Haben Sie eigentlich die Matura, das Abitur, zu Ende gemacht?
Leider nicht, und das war hart. Ich war immer gut in der Schule, aber mit 15 wurde ich zur ersten Mannschaft hochgezogen. Das ging mit einer normalen Schule nicht mehr zusammen, weil wir auch vormittags trainiert haben. Ich habe es mit einer Abendschule probiert. Das hat auch eine Zeitlang funktioniert, bis die ganzen Profi-Trainingslager und Turniere anfingen. Ich hatte abends einfach nicht mehr die Kraft für drei oder vier Stunden Schule.

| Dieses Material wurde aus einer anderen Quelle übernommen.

impl Worker {
    /// Spawns a worker and immediately schedules its first acquisition
    /// attempt and a randomly delayed lease-recovery pass.
    ///
    /// # Panics
    ///
    /// Panics if `options.min_reset_locked_interval` is not strictly below
    /// `options.max_reset_locked_interval`.
    pub fn spawn(
        options: WorkerOptions,
        tasks: TaskRegistry,
        store: Arc<dyn JobStore>,
        events: EventBus,
        continuous: bool,
    ) -> Worker {
        assert!(
            options.min_reset_locked_interval < options.max_reset_locked_interval,
            "min_reset_locked_interval must be strictly below max_reset_locked_interval"
        );

        let worker_id = options.worker_id.clone().unwrap_or_else(WorkerId::random);
        let (shutdown_tx, shutdown_rx) = watch::channel(false);
        let (completion_tx, completion_rx) = watch::channel(None);

        let shared = Arc::new(Shared {
            worker_id: worker_id.clone(),
            active: AtomicBool::new(true),
            again: AtomicBool::new(false),
            idle: AtomicBool::new(false),
            active_job: Mutex::new(None),
            nudge: Notify::new(),
            shutdown_tx,
            events,
        });

        shared.events.emit(WorkerEvent::Create {
            worker_id: worker_id.clone(),
        });
        tracing::debug!(worker_id = %worker_id, continuous, "worker created");

        let reset_handle = tokio::spawn(reset_locked_loop(
            Arc::clone(&shared),
            Arc::clone(&store),
            options.min_reset_locked_interval,
            options.max_reset_locked_interval,
            shutdown_rx.clone(),
        ));

        let worker_loop = WorkerLoop {
            shared: Arc::clone(&shared),
            store,
            supported_tasks: tasks.identifiers(),
            tasks,
            poll_interval: options.poll_interval,
            max_contiguous_errors: options.max_contiguous_errors,
            use_local_time: options.use_local_time,
            forbidden_flags: options.forbidden_flags,
            continuous,
            contiguous_errors: 0,
            shutdown_rx,
        };

        let runner_shared = Arc::clone(&shared);
        tokio::spawn(async move {
            let result = worker_loop.run().await.map_err(Arc::new);

            // Covers both an external release() and every internal exit
            // path; idempotent.
            runner_shared.release();

            // The completion settles only once the final lease-recovery
            // pass has settled too.
            let _ = reset_handle.await;

            let error = result.as_ref().err().map(|err| err.to_string());
            let _ = completion_tx.send(Some(result));
            runner_shared.events.emit(WorkerEvent::Stop {
                worker_id: runner_shared.worker_id.clone(),
                error,
            });
        });

        Worker {
            shared,
            completion: completion_rx,
        }
    }

    /// This worker's identity: the lease owner in all store operations.
    #[must_use]
    pub fn worker_id(&self) -> &WorkerId {
        &self.shared.worker_id
    }

    /// Snapshot of the job currently being executed, if any.
    #[must_use]
    pub fn active_job(&self) -> Option<Job> {
        self.shared.active_job()
    }

    /// Signals that new work may be available, letting the worker skip its
    /// poll-interval wait.
    ///
    /// Returns `true` when the worker was idle and an acquisition attempt
    /// was triggered immediately; `false` when an acquisition or a job is
    /// already in flight, in which case the current iteration re-polls
    /// without delay should it come up empty.
    ///
    /// # Panics
    ///
    /// Panics if the worker was already released.
    pub fn nudge(&self) -> bool {
        assert!(
            self.shared.is_active(),
            "nudge() called on a released worker"
        );
        if self.shared.idle.swap(false, Ordering::SeqCst) {
            self.shared.nudge.notify_one();
            true
        } else {
            self.shared.again.store(true, Ordering::SeqCst);
            false
        }
    }

    /// Initiates shutdown and returns the completion. Idempotent.
    ///
    /// No further jobs are leased; an in-flight acquisition, handler, or
    /// outcome report is awaited to its natural end, never aborted.
    pub fn release(&self) -> Completion {
        self.shared.release();
        self.completion()
    }

    /// The worker's one-shot completion.
    ///
    /// Settles with `Ok` on a clean stop and with the fatal error when the
    /// worker stopped because it could not safely continue.
    #[must_use]
    pub fn completion(&self) -> Completion {
        Completion {
            rx: self.completion.clone(),
        }
    }
}

impl std::fmt::Debug for Worker {
    fn fmt(&self, f: &mut std::fmt::Formatter<'_>) -> std::fmt::Result {
        f.debug_struct("Worker")
            .field("worker_id", &self.shared.worker_id)
            .field("active", &self.shared.is_active())
            .finish()
    }
}

/// Handle to a worker's one-shot completion. See [`Worker::completion`].
#[derive(Debug, Clone)]
pub struct Completion {
    rx: watch::Receiver<Option<CompletionResult>>,
}

impl Completion {
    /// Waits for the worker to fully stop.
    pub async fn wait(mut self) -> CompletionResult {
        let settled = self
            .rx
            .wait_for(Option::is_some)
            .await
            .expect("worker runner task dropped without settling its completion");
        settled
            .clone()
            .expect("wait_for yielded an unsettled completion")
    }
}

/// State shared between the loop task, the lease-recovery task, and the
/// control surface.
struct Shared {
    worker_id: WorkerId,
    /// False exactly once `release` has run; all scheduling consults it.
    active: AtomicBool,
    /// Latched by `nudge` while an acquisition is in flight; consumed by
    /// the loop to re-poll immediately instead of waiting.
    again: AtomicBool,
    /// True exactly while the loop sits in its between-polls wait.
    idle: AtomicBool,
    active_job: Mutex<Option<Job>>,
    nudge: Notify,
    shutdown_tx: watch::Sender<bool>,
    events: EventBus,
}

impl Shared {
    fn is_active(&self) -> bool {
        self.active.load(Ordering::SeqCst)
    }

    fn active_job(&self) -> Option<Job> {
        self.active_job.lock().expect("active job lock poisoned").clone()
    }

    fn set_active_job(&self, job: Option<Job>) {
        *self.active_job.lock().expect("active job lock poisoned") = job;
    }

    /// Idempotent shutdown: flips `active`, stops the lease-recovery task
    /// from re-arming, wakes an idle loop, and emits the release event once.
    fn release(&self) -> bool {
        if self.active.swap(false, Ordering::SeqCst) {
            let _ = self.shutdown_tx.send(true);
            self.events.emit(WorkerEvent::Release {
                worker_id: self.worker_id.clone(),
            });
            tracing::debug!(worker_id = %self.worker_id, "worker released");
            true
        } else {
            false
        }
    }
}
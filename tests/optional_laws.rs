//! Property-based tests for Optional<T> laws.
//!
//! This module verifies that Optional satisfies the functor and monad
//! laws, and that its equality and hash contracts hold:
//!
//! - **Functor Identity**: `opt.map(|x| x) == opt`
//! - **Functor Composition**: `opt.map(f).map(g) == opt.map(|x| g(f(x)))`
//! - **Monad Left Identity**: `Present(v).flat_map(f) == f(v)`
//! - **Monad Right Identity**: `opt.flat_map(Present) == opt`
//! - **Monad Associativity**: grouping of flat_map chains is irrelevant
//!
//! Using proptest, we generate random inputs to verify these laws across
//! a wide range of values.

use std::collections::hash_map::DefaultHasher;
use std::hash::{Hash, Hasher};

use enwrap::optional::Optional;
use proptest::prelude::*;

fn hash_of<T: Hash>(value: &T) -> u64 {
    let mut hasher = DefaultHasher::new();
    value.hash(&mut hasher);
    hasher.finish()
}

fn optional_of(value: Option<i32>) -> Optional<i32> {
    Optional::from(value)
}

// =============================================================================
// Functor Laws
// =============================================================================

proptest! {
    /// Identity Law: mapping with the identity function returns the original value
    #[test]
    fn prop_optional_functor_identity(value in any::<Option<i32>>()) {
        let optional = optional_of(value);
        prop_assert_eq!(optional.map(|x| x), optional);
    }

    /// Composition Law: mapping composed functions equals composing maps
    #[test]
    fn prop_optional_functor_composition(value in any::<Option<i32>>()) {
        let function1 = |n: i32| n.wrapping_add(1);
        let function2 = |n: i32| n.wrapping_mul(2);

        let left = optional_of(value).map(function1).map(function2);
        let right = optional_of(value).map(|x| function2(function1(x)));

        prop_assert_eq!(left, right);
    }

    /// Identity Law over owned strings
    #[test]
    fn prop_optional_string_functor_identity(value in any::<Option<String>>()) {
        let optional = Optional::from(value.clone());
        prop_assert_eq!(optional.map(|x| x), Optional::from(value));
    }
}

// =============================================================================
// Monad Laws
// =============================================================================

proptest! {
    /// Left Identity: wrapping then flat-mapping equals applying directly
    #[test]
    fn prop_optional_monad_left_identity(value in any::<i32>()) {
        let function = |n: i32| {
            if n % 2 == 0 { Optional::Present(n.wrapping_mul(2)) } else { Optional::Absent }
        };
        prop_assert_eq!(Optional::Present(value).flat_map(function), function(value));
    }

    /// Right Identity: flat-mapping the constructor changes nothing
    #[test]
    fn prop_optional_monad_right_identity(value in any::<Option<i32>>()) {
        let optional = optional_of(value);
        prop_assert_eq!(optional.flat_map(Optional::Present), optional);
    }

    /// Associativity: grouping of flat_map chains is irrelevant
    #[test]
    fn prop_optional_monad_associativity(value in any::<Option<i32>>()) {
        let function1 = |n: i32| {
            if n % 2 == 0 { Optional::Present(n.wrapping_add(1)) } else { Optional::Absent }
        };
        let function2 = |n: i32| {
            if n % 3 == 0 { Optional::Present(n.wrapping_mul(2)) } else { Optional::Absent }
        };

        let left = optional_of(value).flat_map(function1).flat_map(function2);
        let right = optional_of(value).flat_map(|x| function1(x).flat_map(function2));

        prop_assert_eq!(left, right);
    }
}

// =============================================================================
// Combinator Consistency
// =============================================================================

proptest! {
    /// map can be expressed through flat_map
    #[test]
    fn prop_optional_map_via_flat_map(value in any::<Option<i32>>()) {
        let function = |n: i32| n.wrapping_mul(3);

        let mapped = optional_of(value).map(function);
        let flat_mapped = optional_of(value).flat_map(|x| Optional::Present(function(x)));

        prop_assert_eq!(mapped, flat_mapped);
    }

    /// filter keeps exactly the values the predicate accepts
    #[test]
    fn prop_optional_filter_consistency(value in any::<Option<i32>>()) {
        let predicate = |n: &i32| *n % 2 == 0;

        let filtered = optional_of(value).filter(predicate);
        match value {
            Some(n) if n % 2 == 0 => prop_assert_eq!(filtered, Optional::Present(n)),
            _ => prop_assert_eq!(filtered, Optional::Absent),
        }
    }

    /// or_else keeps present values and substitutes absent ones
    #[test]
    fn prop_optional_or_else(value in any::<Option<i32>>(), alternative in any::<i32>()) {
        let result = optional_of(value).or_else(Optional::Present(alternative));
        prop_assert_eq!(result, Optional::Present(value.unwrap_or(alternative)));
    }

    /// get_or_default and get_or_else agree
    #[test]
    fn prop_optional_defaults_agree(value in any::<Option<i32>>(), default in any::<i32>()) {
        let eager = optional_of(value).get_or_default(default);
        let lazy = optional_of(value).get_or_else(|| default);
        prop_assert_eq!(eager, lazy);
    }
}

// =============================================================================
// Equality, Hash, and Iteration Contracts
// =============================================================================

proptest! {
    /// Equality follows the contained values
    #[test]
    fn prop_optional_equality_follows_contents(
        first in any::<Option<i32>>(),
        second in any::<Option<i32>>(),
    ) {
        prop_assert_eq!(optional_of(first) == optional_of(second), first == second);
    }

    /// Present(v) hashes exactly as v does
    #[test]
    fn prop_optional_present_hash_transparency(value in any::<i32>()) {
        prop_assert_eq!(hash_of(&Optional::Present(value)), hash_of(&value));
    }

    /// Equal optionals hash equal
    #[test]
    fn prop_optional_equal_implies_equal_hash(value in any::<Option<i32>>()) {
        prop_assert_eq!(hash_of(&optional_of(value)), hash_of(&optional_of(value)));
    }

    /// Iteration yields the contained value exactly once, twice in a row
    #[test]
    fn prop_optional_iteration_restartable(value in any::<Option<i32>>()) {
        let optional = optional_of(value);
        let first: Vec<i32> = optional.iter().copied().collect();
        let second: Vec<i32> = optional.iter().copied().collect();

        let expected: Vec<i32> = value.into_iter().collect();
        prop_assert_eq!(first, expected.clone());
        prop_assert_eq!(second, expected);
    }
}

Irgendwann kam der Punkt, an dem ich gesagt habe: Nimm dich mal raus und konzentrier dich auf Fußball, damit es dort weitergeht! Die Abendschule kannst du immer noch machen.

Wie weit waren Sie da vor dem Ziel?
Ganz knapp. Zwei Semester haben mir gefehlt.

Was haben Ihre Eltern gesagt?
Eltern freut das natürlich nicht. Aber meine Mama hat mich in allem unterstützt, von Anfang an. Gerade wenn ich an die Zeit in Graz zurückdenke, wo wir nicht mal ein Auto hatten. Ich war sieben oder acht, und meine Mutter hat zu meinen Brüdern gesagt: „Wenn der Junge das machen will, fahre ich mit ihm eine Stunde mit dem Bus zum Training, und ihr passt auf euch auf.“ Am Abend hat meine Mutter dann noch einmal für alle gekocht.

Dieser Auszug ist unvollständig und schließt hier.